Problem to work on: A single number is wanted: how many lines of the records below contain the word "static".

Given data:
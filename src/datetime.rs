//! Timestamp reconstruction from temporal fields and header directives.
//!
//! A SeaBASS file may carry its time information in many shapes: a
//! `date`/`time` pair, separate `year`/`month`/`day`/... columns, a
//! year plus day-of-year (`sdy`), or only `/start_date` and `/start_time`
//! in the header. The shapes are tried in a fixed priority order
//! ([`RULE_PRIORITY`]); the first rule whose required columns and headers
//! are all present produces one timestamp per row. Rules are never mixed.
//!
//! Any unparseable cell aborts reconstruction for the whole file; a partial
//! sequence is never returned.

use crate::columns::FieldSource;
use crate::constants::{
    DATE_PATTERN, DATE_TIME_PATTERN, MICROSECOND_DIGITS, TIME_PATTERN, directives,
};
use crate::error::{Result, SeabassError};
use crate::models::Value;
use chrono::{NaiveDate, NaiveDateTime};
use regex::{Captures, Regex};
use std::borrow::Cow;
use std::sync::LazyLock;
use tracing::{debug, warn};

/// One reconstructed row time, microsecond precision, no time zone
pub type Timestamp = NaiveDateTime;

static DATE_RE: LazyLock<Regex> =
    LazyLock::new(|| Regex::new(DATE_PATTERN).expect("valid date pattern"));
static TIME_RE: LazyLock<Regex> =
    LazyLock::new(|| Regex::new(TIME_PATTERN).expect("valid time pattern"));
static DATE_TIME_RE: LazyLock<Regex> =
    LazyLock::new(|| Regex::new(DATE_TIME_PATTERN).expect("valid date_time pattern"));

/// A field combination that can yield one timestamp per row
#[derive(Debug, Clone, Copy, PartialEq, Eq, Hash)]
pub enum TemporalRule {
    DateTime,
    YearMonthDayHourMinuteSecond,
    YearMonthDayTime,
    DateHourMinuteSecond,
    DateTimeColumn,
    YearDayHourMinuteSecond,
    YearDayTime,
    StartDateTime,
    StartDateHourMinuteSecond,
    YearMonthDayHourMinute,
    DateHourMinute,
    YearDayHourMinute,
    YearMonthDayHour,
    DateHour,
    YearDayHour,
    YearMonthDay,
    Date,
    YearDay,
    StartDateStartTime,
    StartDate,
}

/// Rules in evaluation order, highest priority first
pub const RULE_PRIORITY: [TemporalRule; 20] = [
    TemporalRule::DateTime,
    TemporalRule::YearMonthDayHourMinuteSecond,
    TemporalRule::YearMonthDayTime,
    TemporalRule::DateHourMinuteSecond,
    TemporalRule::DateTimeColumn,
    TemporalRule::YearDayHourMinuteSecond,
    TemporalRule::YearDayTime,
    TemporalRule::StartDateTime,
    TemporalRule::StartDateHourMinuteSecond,
    TemporalRule::YearMonthDayHourMinute,
    TemporalRule::DateHourMinute,
    TemporalRule::YearDayHourMinute,
    TemporalRule::YearMonthDayHour,
    TemporalRule::DateHour,
    TemporalRule::YearDayHour,
    TemporalRule::YearMonthDay,
    TemporalRule::Date,
    TemporalRule::YearDay,
    TemporalRule::StartDateStartTime,
    TemporalRule::StartDate,
];

/// Where the calendar date of a row comes from
#[derive(Debug, Clone, Copy, PartialEq, Eq)]
enum DatePart {
    DateColumn,
    YearMonthDay,
    YearDay,
    StartDateHeader,
}

/// Where the time of day of a row comes from
#[derive(Debug, Clone, Copy, PartialEq, Eq)]
enum TimePart {
    TimeColumn,
    HourMinuteSecond,
    HourMinute,
    Hour,
    StartTimeHeader,
    Midnight,
}

impl TemporalRule {
    /// Columns that must all be present for the rule to apply
    pub fn required_columns(self) -> &'static [&'static str] {
        use TemporalRule::*;
        match self {
            DateTime => &["date", "time"],
            YearMonthDayHourMinuteSecond => &["year", "month", "day", "hour", "minute", "second"],
            YearMonthDayTime => &["year", "month", "day", "time"],
            DateHourMinuteSecond => &["date", "hour", "minute", "second"],
            DateTimeColumn => &["date_time"],
            YearDayHourMinuteSecond => &["year", "sdy", "hour", "minute", "second"],
            YearDayTime => &["year", "sdy", "time"],
            StartDateTime => &["time"],
            StartDateHourMinuteSecond => &["hour", "minute", "second"],
            YearMonthDayHourMinute => &["year", "month", "day", "hour", "minute"],
            DateHourMinute => &["date", "hour", "minute"],
            YearDayHourMinute => &["year", "sdy", "hour", "minute"],
            YearMonthDayHour => &["year", "month", "day", "hour"],
            DateHour => &["date", "hour"],
            YearDayHour => &["year", "sdy", "hour"],
            YearMonthDay => &["year", "month", "day"],
            Date => &["date"],
            YearDay => &["year", "sdy"],
            StartDateStartTime | StartDate => &[],
        }
    }

    /// Header directives that must all be present for the rule to apply
    pub fn required_headers(self) -> &'static [&'static str] {
        use TemporalRule::*;
        match self {
            StartDateTime | StartDateHourMinuteSecond | StartDate => &[directives::START_DATE],
            StartDateStartTime => &[directives::START_DATE, directives::START_TIME],
            _ => &[],
        }
    }

    /// Human-readable field combination, used in error messages
    pub fn label(self) -> &'static str {
        use TemporalRule::*;
        match self {
            DateTime => "date/time",
            YearMonthDayHourMinuteSecond => "year/month/day/hour/minute/second",
            YearMonthDayTime => "year/month/day/time",
            DateHourMinuteSecond => "date/hour/minute/second",
            DateTimeColumn => "date_time",
            YearDayHourMinuteSecond => "year/sdy/hour/minute/second",
            YearDayTime => "year/sdy/time",
            StartDateTime => "start_date header and time",
            StartDateHourMinuteSecond => "start_date header and hour/minute/second",
            YearMonthDayHourMinute => "year/month/day/hour/minute",
            DateHourMinute => "date/hour/minute",
            YearDayHourMinute => "year/sdy/hour/minute",
            YearMonthDayHour => "year/month/day/hour",
            DateHour => "date/hour",
            YearDayHour => "year/sdy/hour",
            YearMonthDay => "year/month/day",
            Date => "date",
            YearDay => "year/sdy",
            StartDateStartTime => "start_date/start_time headers",
            StartDate => "start_date header",
        }
    }

    /// Whether every required column and header is present
    pub fn matches<S: FieldSource + ?Sized>(self, source: &S) -> bool {
        self.required_columns()
            .iter()
            .all(|name| source.has_field(name))
            && self
                .required_headers()
                .iter()
                .all(|key| source.has_header(key))
    }

    /// Split a rule into its date and time sources; `None` for the
    /// combined `date_time` column
    fn parts(self) -> Option<(DatePart, TimePart)> {
        use TemporalRule::*;
        let parts = match self {
            DateTime => (DatePart::DateColumn, TimePart::TimeColumn),
            YearMonthDayHourMinuteSecond => (DatePart::YearMonthDay, TimePart::HourMinuteSecond),
            YearMonthDayTime => (DatePart::YearMonthDay, TimePart::TimeColumn),
            DateHourMinuteSecond => (DatePart::DateColumn, TimePart::HourMinuteSecond),
            DateTimeColumn => return None,
            YearDayHourMinuteSecond => (DatePart::YearDay, TimePart::HourMinuteSecond),
            YearDayTime => (DatePart::YearDay, TimePart::TimeColumn),
            StartDateTime => (DatePart::StartDateHeader, TimePart::TimeColumn),
            StartDateHourMinuteSecond => (DatePart::StartDateHeader, TimePart::HourMinuteSecond),
            YearMonthDayHourMinute => (DatePart::YearMonthDay, TimePart::HourMinute),
            DateHourMinute => (DatePart::DateColumn, TimePart::HourMinute),
            YearDayHourMinute => (DatePart::YearDay, TimePart::HourMinute),
            YearMonthDayHour => (DatePart::YearMonthDay, TimePart::Hour),
            DateHour => (DatePart::DateColumn, TimePart::Hour),
            YearDayHour => (DatePart::YearDay, TimePart::Hour),
            YearMonthDay => (DatePart::YearMonthDay, TimePart::Midnight),
            Date => (DatePart::DateColumn, TimePart::Midnight),
            YearDay => (DatePart::YearDay, TimePart::Midnight),
            StartDateStartTime => (DatePart::StartDateHeader, TimePart::StartTimeHeader),
            StartDate => (DatePart::StartDateHeader, TimePart::Midnight),
        };
        Some(parts)
    }

    /// Produce one timestamp per row using this rule alone
    pub fn evaluate<S: FieldSource + ?Sized>(self, source: &S) -> Result<Vec<Timestamp>> {
        let ctx = RuleContext { source, rule: self };
        let rows = source.row_count();

        let Some((date_part, time_part)) = self.parts() else {
            return (0..rows).map(|row| ctx.date_time_at(row)).collect();
        };

        // Header-derived parts are resolved once and broadcast to every row
        let header_date = match date_part {
            DatePart::StartDateHeader => Some(ctx.header_date()?),
            _ => None,
        };
        let header_clock = match time_part {
            TimePart::StartTimeHeader => Some(ctx.header_clock()?),
            _ => None,
        };

        (0..rows)
            .map(|row| {
                let date = match header_date {
                    Some(date) => date,
                    None => ctx.date_at(date_part, row)?,
                };
                let clock = match header_clock {
                    Some(clock) => clock,
                    None => ctx.clock_at(time_part, row)?,
                };
                ctx.combine(date, clock)
            })
            .collect()
    }
}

Written reply: 6